I live in Canada, but if this bill is passed in America it won't not only set a precedent, but also affect us since many sites that act globally are situated in the USA.
The worst part is that most people don't even care, since they won't notice the difference anyways -- and apparently it seems most underground internet users and 'pirates' are completely apathetic.

Wild Thing said...

It will affect verybody everywhere! We already have HADOPI in France, chasing for people downloading, without making any difference between professional heavy resalers and "simple" users...
What a wonderful world he said...

Tony Maim said...

Even though the blogs we frequent are about bands that outside the underground are virtually un-heard of, I see a bleak future coming up if this goes ahead.

eraser said...

onward to victory

eraser said...

Hi everyone!

A big hurrah to you!!!!! We’ve won for now -- SOPA and PIPA were dropped by Congress today -- the votes we’ve been scrambling to mobilize against have been cancelled.
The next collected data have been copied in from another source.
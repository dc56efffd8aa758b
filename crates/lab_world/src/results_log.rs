//! Saved simulation results: a flat JSON list with CSV export.

use anyhow::{Context, Result};
use chrono::{DateTime, Utc};
use lab_core::MotionKind;
use serde::{Deserialize, Serialize};
use std::io::Write;
use std::path::{Path, PathBuf};

/// One saved run. `param_1`/`param_2` are the two headline inputs of the
/// scenario (for example speed and angle for a launch).
#[derive(Debug, Clone, PartialEq, Serialize, Deserialize)]
pub struct SavedResult {
    pub motion: MotionKind,
    pub recorded_at: DateTime<Utc>,
    pub param_1: f64,
    pub param_2: f64,
    pub headline_value: f64,
    pub notes: String,
}

impl SavedResult {
    pub fn now(motion: MotionKind, param_1: f64, param_2: f64, headline_value: f64, notes: impl Into<String>) -> Self {
        Self {
            motion,
            recorded_at: Utc::now(),
            param_1,
            param_2,
            headline_value,
            notes: notes.into(),
        }
    }
}

impl std::fmt::Display for SavedResult {
    fn fmt(&self, f: &mut std::fmt::Formatter<'_>) -> std::fmt::Result {
        write!(
            f,
            "{} | {} | {:.2} | {:.2} | {:.2} | {}",
            self.motion,
            self.recorded_at.format("%Y-%m-%d %H:%M:%S"),
            self.param_1,
            self.param_2,
            self.headline_value,
            self.notes
        )
    }
}

/// CSV row layout with values rounded to two decimals.
#[derive(Serialize)]
struct CsvRow<'a> {
    simulation: &'a str,
    recorded_at: String,
    param_1: String,
    param_2: String,
    result: String,
    notes: &'a str,
}

pub struct ResultsLog {
    path: PathBuf,
}

impl ResultsLog {
    pub fn new(path: impl Into<PathBuf>) -> Self {
        Self { path: path.into() }
    }

    pub fn path(&self) -> &Path {
        &self.path
    }

    /// All saved results. A missing or unreadable file counts as empty.
    pub fn load(&self) -> Vec<SavedResult> {
        match self.load_strict() {
            Ok(results) => results,
            Err(err) => {
                tracing::warn!(path = %self.path.display(), error = %err, "results log unreadable; treating as empty");
                Vec::new()
            }
        }
    }

    /// Like `load`, but an unreadable file is an error.
    pub fn load_strict(&self) -> Result<Vec<SavedResult>> {
        if !self.path.exists() {
            return Ok(Vec::new());
        }
        let text = std::fs::read_to_string(&self.path)
            .with_context(|| format!("reading {}", self.path.display()))?;
        serde_json::from_str(&text).with_context(|| format!("parsing {}", self.path.display()))
    }

    /// Append one result. Refuses to touch a log it cannot parse, so earlier
    /// results are never overwritten.
    pub fn append(&self, result: SavedResult) -> Result<()> {
        let mut results = self.load_strict().context("results log is unreadable; not appending")?;
        results.push(result);
        self.write(&results)
    }

    pub fn count(&self) -> usize {
        self.load().len()
    }

    /// Remove the log file. Clearing an absent log is not an error.
    pub fn clear(&self) -> Result<()> {
        if self.path.exists() {
            std::fs::remove_file(&self.path)
                .with_context(|| format!("removing {}", self.path.display()))?;
        }
        Ok(())
    }

    /// Write every saved result to `out` as CSV. Returns the row count.
    pub fn export_csv(&self, out: &Path) -> Result<usize> {
        let results = self.load();
        let mut writer =
            csv::Writer::from_path(out).with_context(|| format!("creating {}", out.display()))?;
        for result in &results {
            writer.serialize(CsvRow {
                simulation: result.motion.label(),
                recorded_at: result.recorded_at.format("%Y-%m-%d %H:%M:%S").to_string(),
                param_1: format!("{:.2}", result.param_1),
                param_2: format!("{:.2}", result.param_2),
                result: format!("{:.2}", result.headline_value),
                notes: &result.notes,
            })?;
        }
        writer.flush().with_context(|| format!("writing {}", out.display()))?;
        Ok(results.len())
    }

    fn write(&self, results: &[SavedResult]) -> Result<()> {
        let json = serde_json::to_string_pretty(results).context("serializing results")?;
        let tmp_path = self.path.with_extension("json.tmp");
        let mut file = std::fs::File::create(&tmp_path)
            .with_context(|| format!("creating {}", tmp_path.display()))?;
        file.write_all(json.as_bytes())
            .with_context(|| format!("writing {}", tmp_path.display()))?;
        file.sync_all()
            .with_context(|| format!("syncing {}", tmp_path.display()))?;
        std::fs::rename(&tmp_path, &self.path)
            .with_context(|| format!("renaming into {}", self.path.display()))?;
        Ok(())
    }
}
//! Validation of the shipped `content/*.json` files.
//!
//! 1. Schema validity: every file deserializes
//! 2. Range constraints: difficulties, tolerances, limits
//! 3. Catalog shape: five missions per motion type, first one unlocked
//! 4. Agreement with the in-code fixture catalog

use lab_core::test_fixtures::default_defs;
use lab_core::{LabContent, MissionKind, MotionKind};
use lab_world::{build_catalog, load_content};
use std::collections::HashSet;
use std::sync::OnceLock;

/// Integration tests run from the crate directory, so go up two levels.
fn content_dir() -> String {
    let manifest = std::env::var("CARGO_MANIFEST_DIR").expect("CARGO_MANIFEST_DIR not set");
    format!("{manifest}/../../content")
}

fn load_test_content() -> &'static LabContent {
    static CONTENT: OnceLock<LabContent> = OnceLock::new();
    CONTENT.get_or_init(|| {
        load_content(&content_dir()).expect("load_content should succeed for shipped content")
    })
}

// =========================================================================
// 1. Schema validation
// =========================================================================

#[test]
fn content_loads_successfully() {
    let content = load_test_content();
    assert!(!content.content_version.is_empty());
}

#[test]
fn constants_are_sane() {
    let c = &load_test_content().constants;
    assert!((c.default_gravity - 9.8).abs() < 1e-12);
    assert_eq!(c.tick_interval_ms, 30);
    assert!(c.max_run_seconds > 0.0);
    assert_eq!(c.max_trajectory_samples, 500);
}

// =========================================================================
// 2. Range constraints
// =========================================================================

#[test]
fn mission_ids_are_unique_and_non_empty() {
    let content = load_test_content();
    let mut seen = HashSet::new();
    for def in &content.missions {
        assert!(!def.id.0.is_empty(), "mission has empty id");
        assert!(seen.insert(def.id.clone()), "duplicate id {}", def.id);
    }
}

#[test]
fn difficulties_and_tolerances_in_range() {
    for def in &load_test_content().missions {
        assert!((1..=5).contains(&def.difficulty), "{}: difficulty", def.id);
        assert!(def.tolerance >= 0.0, "{}: tolerance", def.id);
        assert!(def.target_value.is_finite(), "{}: target", def.id);
    }
}

#[test]
fn mission_prefix_matches_motion() {
    for def in &load_test_content().missions {
        let prefix = match def.kind {
            MissionKind::LinearMotion(_) => "MRU_",
            MissionKind::FreeFall(_) => "CAIDA_",
            MissionKind::Projectile(_) => "TIRO_",
        };
        assert!(def.id.0.starts_with(prefix), "{} should start with {prefix}", def.id);
    }
}

// =========================================================================
// 3. Catalog shape
// =========================================================================

#[test]
fn five_missions_per_motion_with_first_unlocked() {
    let catalog = build_catalog(load_test_content()).unwrap();
    assert_eq!(catalog.len(), 15);
    for motion in MotionKind::ALL {
        let missions: Vec<_> = catalog.by_motion(motion).collect();
        assert_eq!(missions.len(), 5, "{motion}");
        assert!(missions[0].is_unlocked(), "{motion}: first mission unlocked");
        assert!(missions[1..].iter().all(|m| !m.is_unlocked()));
        let difficulties: Vec<u8> = missions.iter().map(|m| m.difficulty()).collect();
        assert!(
            difficulties.windows(2).all(|w| w[0] <= w[1]),
            "{motion}: difficulty should not drop along the list"
        );
    }
}

// =========================================================================
// 4. Agreement with fixtures
// =========================================================================

#[test]
fn shipped_content_matches_fixture_catalog() {
    let content = load_test_content();
    let fixtures = default_defs();
    assert_eq!(content.missions.len(), fixtures.len());
    for (shipped, fixture) in content.missions.iter().zip(&fixtures) {
        assert_eq!(shipped.id, fixture.id);
        assert_eq!(shipped.name, fixture.name);
        assert_eq!(shipped.kind, fixture.kind, "{}", shipped.id);
        assert_eq!(shipped.difficulty, fixture.difficulty, "{}", shipped.id);
        assert!((shipped.target_value - fixture.target_value).abs() < 1e-12);
        assert!((shipped.tolerance - fixture.tolerance).abs() < 1e-12);
        assert_eq!(shipped.limits, fixture.limits, "{}", shipped.id);
    }
}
The largest online protest in history has fundamentally changed the game. You were heard.

On January 18th, 13 million of us took the time to tell Congress to protect free speech rights on the internet. Hundreds of millions, maybe a billion, people all around the world saw what we did on Wednesday. See the amazing numbers here and tell everyone what you did.

This was unprecedented. Your activism may have changed the way people fight for the public interest and basic rights forever.


The MPAA (the lobby for big movie studios which created these terrible bills) was shocked and seemingly humbled. “‘This was a whole new different game all of a sudden,’ MPAA Chairman and former Senator Chris Dodd told the New York Times. ‘[PIPA and SOPA were] considered by many to be a slam dunk.’”

“'This is altogether a new effect,' Mr. Dodd said, comparing the online movement to the Arab Spring. He could not remember seeing 'an effort that was moving with this degree of support change this dramatically' in the last four decades, he added."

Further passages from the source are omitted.